The Biden administration is looking to go further, using the purchasing power of the federal government and its influence over software contractors. The New York Times reports that the new rules “would require federal agencies to take a ‘zero trust’ approach to software vendors, granting them access to federal systems only when necessary, and require contractors to certify that they comply with steps to ensure that the software they deliver has not been infected with malware or does not contain exploitable vulnerabilities. And it would require that vulnerabilities in software be reported to the U.S. government. Violators would risk having their products banned from sale to the federal government, which would, in essence, kill their viability in the commercial market.”

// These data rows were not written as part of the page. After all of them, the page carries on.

use chrono::{DateTime, Utc};
use sea_orm::entity::prelude::*;
use serde::{Deserialize, Serialize};
use uuid::Uuid;
use validator::Validate;

#[derive(Clone, Debug, PartialEq, Eq, DeriveEntityModel, Serialize, Deserialize, Validate)]
#[sea_orm(table_name = "reviews")]
pub struct Model {
    #[sea_orm(primary_key, auto_increment = false)]
    pub id: Uuid,

    pub product_id: Uuid,
    pub customer_id: Option<Uuid>,

    #[validate(length(min = 1, max = 100, message = "Reviewer name is required"))]
    pub reviewer_name: String,

    #[validate(range(min = 1, max = 5, message = "Rating must be between 1 and 5"))]
    pub rating: i32,
    pub comment: Option<String>,

    pub created_at: DateTime<Utc>,
}

#[derive(Copy, Clone, Debug, EnumIter, DeriveRelation)]
pub enum Relation {
    #[sea_orm(
        belongs_to = "super::product::Entity",
        from = "Column::ProductId",
        to = "super::product::Column::Id"
    )]
    Product,
    #[sea_orm(
        belongs_to = "super::customer::Entity",
        from = "Column::CustomerId",
        to = "super::customer::Column::Id"
    )]
    Customer,
}

impl Related<super::product::Entity> for Entity {
    fn to() -> RelationDef {
        Relation::Product.def()
    }
}

impl Related<super::customer::Entity> for Entity {
    fn to() -> RelationDef {
        Relation::Customer.def()
    }
}

impl ActiveModelBehavior for ActiveModel {}
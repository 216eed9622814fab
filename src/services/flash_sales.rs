use crate::{
    db::DbPool,
    entities::{
        flash_sale::{
            self, ActiveModel as FlashSaleActiveModel, Entity as FlashSaleEntity,
            Model as FlashSaleModel,
        },
        product,
    },
    errors::ServiceError,
};
use chrono::{DateTime, Utc};
use rust_decimal::Decimal;
use sea_orm::{ActiveModelTrait, ColumnTrait, EntityTrait, QueryFilter, QueryOrder, Set};
use serde::{Deserialize, Serialize};
use std::sync::Arc;
use tracing::{info, instrument};
use uuid::Uuid;
use validator::Validate;

#[derive(Debug, Serialize, Deserialize, Validate)]
pub struct CreateFlashSaleRequest {
    pub product_id: Uuid,
    pub sale_price: Decimal,
    pub start_time: DateTime<Utc>,
    pub end_time: DateTime<Utc>,
    #[serde(default = "default_active")]
    pub is_active: bool,
}

fn default_active() -> bool {
    true
}

#[derive(Debug, Default, Serialize, Deserialize)]
pub struct UpdateFlashSaleRequest {
    pub sale_price: Option<Decimal>,
    pub start_time: Option<DateTime<Utc>>,
    pub end_time: Option<DateTime<Utc>>,
    pub is_active: Option<bool>,
}

/// Service for time-boxed flash sales on single products.
#[derive(Clone)]
pub struct FlashSaleService {
    db_pool: Arc<DbPool>,
}

impl FlashSaleService {
    pub fn new(db_pool: Arc<DbPool>) -> Self {
        Self { db_pool }
    }

    #[instrument(skip(self, request), fields(product_id = %request.product_id))]
    pub async fn create_flash_sale(
        &self,
        request: CreateFlashSaleRequest,
    ) -> Result<FlashSaleModel, ServiceError> {
        if request.sale_price < Decimal::ZERO {
            return Err(ServiceError::ValidationError(
                "Sale price cannot be negative".to_string(),
            ));
        }
        if request.end_time <= request.start_time {
            return Err(ServiceError::ValidationError(
                "End time must be after start time".to_string(),
            ));
        }

        product::Entity::find_by_id(request.product_id)
            .one(&*self.db_pool)
            .await?
            .ok_or_else(|| ServiceError::NotFound("Product not found".to_string()))?;

        let model = FlashSaleActiveModel {
            id: Set(Uuid::new_v4()),
            product_id: Set(request.product_id),
            sale_price: Set(request.sale_price),
            start_time: Set(request.start_time),
            end_time: Set(request.end_time),
            is_active: Set(request.is_active),
            created_at: Set(Utc::now()),
            updated_at: Set(None),
        };

        let created = model.insert(&*self.db_pool).await?;
        info!(flash_sale_id = %created.id, "flash sale created");
        Ok(created)
    }

    pub async fn get_flash_sale(&self, flash_sale_id: Uuid) -> Result<FlashSaleModel, ServiceError> {
        FlashSaleEntity::find_by_id(flash_sale_id)
            .one(&*self.db_pool)
            .await?
            .ok_or_else(|| ServiceError::NotFound("Flash sale not found".to_string()))
    }

    /// All flash sales, newest first. Admin view.
    pub async fn list_flash_sales(&self) -> Result<Vec<FlashSaleModel>, ServiceError> {
        Ok(FlashSaleEntity::find()
            .order_by_desc(flash_sale::Column::StartTime)
            .all(&*self.db_pool)
            .await?)
    }

    /// Sales that are active and inside their time window right now.
    #[instrument(skip(self))]
    pub async fn list_current_flash_sales(&self) -> Result<Vec<FlashSaleModel>, ServiceError> {
        let now = Utc::now();
        Ok(FlashSaleEntity::find()
            .filter(flash_sale::Column::IsActive.eq(true))
            .filter(flash_sale::Column::StartTime.lte(now))
            .filter(flash_sale::Column::EndTime.gte(now))
            .order_by_asc(flash_sale::Column::EndTime)
            .all(&*self.db_pool)
            .await?)
    }

    #[instrument(skip(self, request), fields(flash_sale_id = %flash_sale_id))]
    pub async fn update_flash_sale(
        &self,
        flash_sale_id: Uuid,
        request: UpdateFlashSaleRequest,
    ) -> Result<FlashSaleModel, ServiceError> {
        if matches!(request.sale_price, Some(p) if p < Decimal::ZERO) {
            return Err(ServiceError::ValidationError(
                "Sale price cannot be negative".to_string(),
            ));
        }

        let existing = self.get_flash_sale(flash_sale_id).await?;
        let start = request.start_time.unwrap_or(existing.start_time);
        let end = request.end_time.unwrap_or(existing.end_time);
        if end <= start {
            return Err(ServiceError::ValidationError(
                "End time must be after start time".to_string(),
            ));
        }

        let mut active: FlashSaleActiveModel = existing.into();
        if let Some(sale_price) = request.sale_price {
            active.sale_price = Set(sale_price);
        }
        active.start_time = Set(start);
        active.end_time = Set(end);
        if let Some(is_active) = request.is_active {
            active.is_active = Set(is_active);
        }
        active.updated_at = Set(Some(Utc::now()));

        Ok(active.update(&*self.db_pool).await?)
    }

    #[instrument(skip(self), fields(flash_sale_id = %flash_sale_id))]
    pub async fn delete_flash_sale(&self, flash_sale_id: Uuid) -> Result<(), ServiceError> {
        let existing = self.get_flash_sale(flash_sale_id).await?;
        let active: FlashSaleActiveModel = existing.into();
        active.delete(&*self.db_pool).await?;
        info!(flash_sale_id = %flash_sale_id, "flash sale deleted");
        Ok(())
    }
}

One of the things the federal government could do to help U.S. business and overall data security is to clarify the rules of engagement when an aggressive country conducts attacks on another country’s businesses. In other words, if a foreign power set off a bomb in the middle of Miami or attacked a Delta Airlines jet flying on an approved route anywhere in the world, the United States would retaliate in a measured fashion. An act of violence against American interests is a hostile act. It will be met with force. But the same rules do not seem to apply to hostile acts taken against American interests in cyberspace.

I can understand why a President would hesitate to respond to cyber-violence with physical violence. That kind of escalation can lead to terrible outcomes.  However, the U.S. has many tools at its disposal, from financial penalties and diplomatic isolation to responding in kind to an adversary’s cyberattacks. I also understand that one of the problems with cyber-retaliation is that such activity alerts the subject country to its vulnerabilities, and shows the tools that the U.S. has created to effectuate the attack. We prefer to keep our cyber arsenal as secret as possible. Yet, if we don’t establish a plan to inflict pain on anyone harming our cyber interests, we aren’t doing enough to discourage attacks.

The U.S. government is already stepping into the gap between what our companies can afford for cyber defenses and what nation-state attackers can afford as weapons.  More thought and policy are needed before this gap results in a serious economic loss followed by social upheaval.